Except I honestly never watched Lombardo’s shows—they were for the grandparents, even my own generation’s parents didn’t watch it—so I really can’t compare. It’s a fair guess, though. There was something extra-special sad seeing all that blue schwag in the audience—blue top hats, blue noisemakers, etc.—with the Nivea logo stamped all over it. All corporate, all the same, so many obedient sheep doing what they’re told. Rock used to rebel against that. 

And while we name-check the dead old guy we go from one has-been and not-quite-ever-was to another. Jenny McCarthy, with that weird, angular-faced witchy look former beauties sport in middle-age.  A chunky Jessica Simpson flogging Weight Watchers (a major  sponsor for the show—I can remember when this would have been embarrassing). Fergie, looking like she was puked out of a time machine set for 1986 with her big-shouldered ugly dress and bloodshot eyes. And—you’ve gotta be kidding me—MC Hammer. That’s right. Taco Bell’s and White America’s Former Favorite Rapper, The King of All Has-Beens.

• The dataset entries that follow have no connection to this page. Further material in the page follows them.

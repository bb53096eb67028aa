#![warn(missing_docs)]
//! Core primitives shared across the workspace.

mod direction;
mod flags;
mod pos;

use serde::{Deserialize, Serialize};

pub use direction::{Axis, Direction, DirectionOrder};
pub use flags::UpdateFlags;
pub use pos::Position;

/// Fixed tick type (20 TPS => 50 ms per tick).
#[derive(Debug, Clone, Copy, Default, PartialEq, Eq, PartialOrd, Ord, Hash, Serialize, Deserialize)]
pub struct SimTick(pub u64);

impl SimTick {
    /// First tick in any deterministic timeline.
    pub const ZERO: Self = Self(0);

    /// Advance by `delta` ticks.
    pub fn advance(self, delta: u64) -> Self {
        Self(self.0 + delta)
    }
}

This image, which I found this morning, is morbidly hilarious when you think about it:


From left to right, The Summer Thing of 1990 and the Summer Thing of 2012. Dancing into oblivion (and for Pete’s sake, STAY THERE). Photo credited to Michael Stewart/WireImage.


I dunno about you, but I’m looking forward to a year in which Psy and Carly Rae Jepsen are So Last Year. Yes, there is much promise for 2013.

Seriously, though, I’m going to have to find something else to track midnight with. A show about popular music named for an old dead man, featuring people who might as well be dead themselves—this was just too much. Add this one to the list of New Year’s resolutions. No more New Year’s Suckin’ Eve.